A.H.: Outro sintoma que causa alarme é a infertilidade. Mas eu tranquilizo as pacientes com endometriose: dois terços delas não terão problemas para engravidar, e as que têm geralmente respondem bem à cirurgia ou à FIV.
W.F.: Gostaria de acrescentar que a endometriose é crónica, mas isso não significa que não possa ser tratada. É importante que qualquer especialista envolvido no tratamento destas pacientes reforce esta informação.
Quão comuns são os sintomas digestivos nas mulheres com endometriose?
A.H.: Não se conhece a verdadeira prevalência, mas quase todos as minhas pacientes têm sintomas digestivos: sensação de inchaço, alterações intestinais, azia. As lesões na parede intestinal explicam alguns sintomas, mas muitas pacientes têm doença peritoneal superficial, o que torna a ligação mais difícil de estabelecer.
W.F.: Fiz uma observação semelhante e diria que a doença inflamatória intestinal (DII) é quatro vezes mais comum nas mulheres com endometriose do que na população em geral (4% vs. 1%). A DII e a endometriose são ambas doenças autoimunes, sofrer de uma delas aumenta o risco de desenvolver a outra.
Existe a necessidade de uma gestão multidisciplinar?
A.H.: A endometriose é uma doença inflamatória sistémica. Como ginecologistas, não estamos preparados para gerir os sintomas digestivos. Em Edimburgo, criei recentemente uma clínica conjunta de ginecologia e gastroenterologia.
W.F.: Quando a dor abdominal está estritamente relacionada com a menstruação, o gastroenterologista pode ter dificuldade em contribuir. Quando a relação é mais vaga, devemos investigar. Devemos investigar. A persistência de sintomas digestivos apesar do tratamento pode indicar a coexistência de SII. Além disso, é necessário ter em atenção os medicamentos, nomeadamente os antiinflamatórios não esteroides (AINE). O uso esporádico em pacientes jovens é aceitável, mas o uso crónico pode levar à necessidade de tomar um inibidor da bomba de protões (IBP), o que pode causar disbiose. Não existe uma regra universal, temos de adaptar os cuidados a cada paciente.
A microbiota intestinal e vaginal têm algum papel aqui?
A.H.: Há um interesse crescente no papel dos microbiomas intestinal e vaginal na endometriose. Alguns estudos sugerem associações, mas são estudos pequenos e com falhas. Precisamos de grandes estudos de coortes. Acredito que o microbioma desempenha um papel importante, mas ainda não é claro o que vem primeiro: as alterações do microbioma ou a endometriose.
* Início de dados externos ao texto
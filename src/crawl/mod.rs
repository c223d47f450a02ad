// src/crawl/mod.rs
// =============================================================================
// This module handles website crawling.
//
// Features:
// - Breadth-first crawling starting from a seed URL
// - Bounded by a maximum depth (link hops) and a maximum number of pages
// - Every URL is downloaded at most once per crawl
// - A page that fails to download is logged and skipped
//
// The crawl loop itself lives in queue.rs; this file holds the types it
// works with.
// =============================================================================

mod queue;

use crate::config::CrawlConfig;
use crate::page::Page;

/// Breadth-first crawler over any Fetcher
#[derive(Debug, Clone)]
pub struct Crawler<F> {
    fetcher: F,
    config: CrawlConfig,
}

impl<F> Crawler<F> {
    pub fn new(fetcher: F, config: CrawlConfig) -> Self {
        Self { fetcher, config }
    }
}

/// The pages collected by one crawl, unique by URL and in crawl order
#[derive(Debug, Clone, Default)]
pub struct CrawlResult {
    pages: Vec<Page>,
    depths: Vec<usize>,
}

impl CrawlResult {
    // Callers guarantee the URL has not been added before
    fn push(&mut self, page: Page, depth: usize) {
        self.pages.push(page);
        self.depths.push(depth);
    }

    pub fn len(&self) -> usize {
        self.pages.len()
    }

    pub fn is_empty(&self) -> bool {
        self.pages.is_empty()
    }

    pub fn pages(&self) -> &[Page] {
        &self.pages
    }

    /// URLs of the collected pages, in crawl order
    pub fn urls(&self) -> Vec<String> {
        self.pages.iter().map(|p| p.url().to_string()).collect()
    }

    /// Each page with the number of link hops it took to reach it
    pub fn entries(&self) -> impl Iterator<Item = (&Page, usize)> + '_ {
        self.pages.iter().zip(self.depths.iter().copied())
    }

    pub fn contains(&self, url: &str) -> bool {
        self.pages.iter().any(|p| p.url() == url)
    }

    pub fn into_pages(self) -> Vec<Page> {
        self.pages
    }
}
Se a microbiota for responsável pelos sintomas, tal poderá abrir caminho para novos tratamentos.
W.F.: É uma área entusiasmante. Em pacientes com endometriose, observamos uma disbiose intestinal com ácidos gordos de cadeia curta reduzidos, como o acetato, o propionato e o butirato, que protegem a permeabilidade intestinal. O mesmo padrão pode ser observado noutras doenças gastroenterológicas, como a SII ou a DII, mas ainda não compreendemos a sua relação. Talvez um dia possamos personalizar os cuidados de saúde, restaurando de forma precisa as estirpes em falta. Para já, não sabemos o que causa o quê, pelo que são necessários estudos mecanísticos.
Devemos recomendar dietas específicas para pacientes com endometriose?
W.F.: Não existe uma dieta universal para a endometriose e não devemos criar falsas esperanças. Podem entrar aqui fatores como alergias, intolerância à lactose e doença celíaca. O melhor passo é referenciar as pacientes para um nutricionista.
A.H.: Não existe uma “dieta para a endometriose” específica, mas muitas pacientes relatam um alívio dos sintomas após alterações na dieta. Na minha clínica, as pacientes colaboram com um nutricionista para ajustar cuidadosamente as suas dietas. No nosso inquérito internacional a 2500 pacientes com endometriose, algumas obtiveram alívio ao deixar de consumir álcool e cafeína, ou alimentos com glúten. No entanto, sem orientação, a restrição alimentar pode ser prejudicial.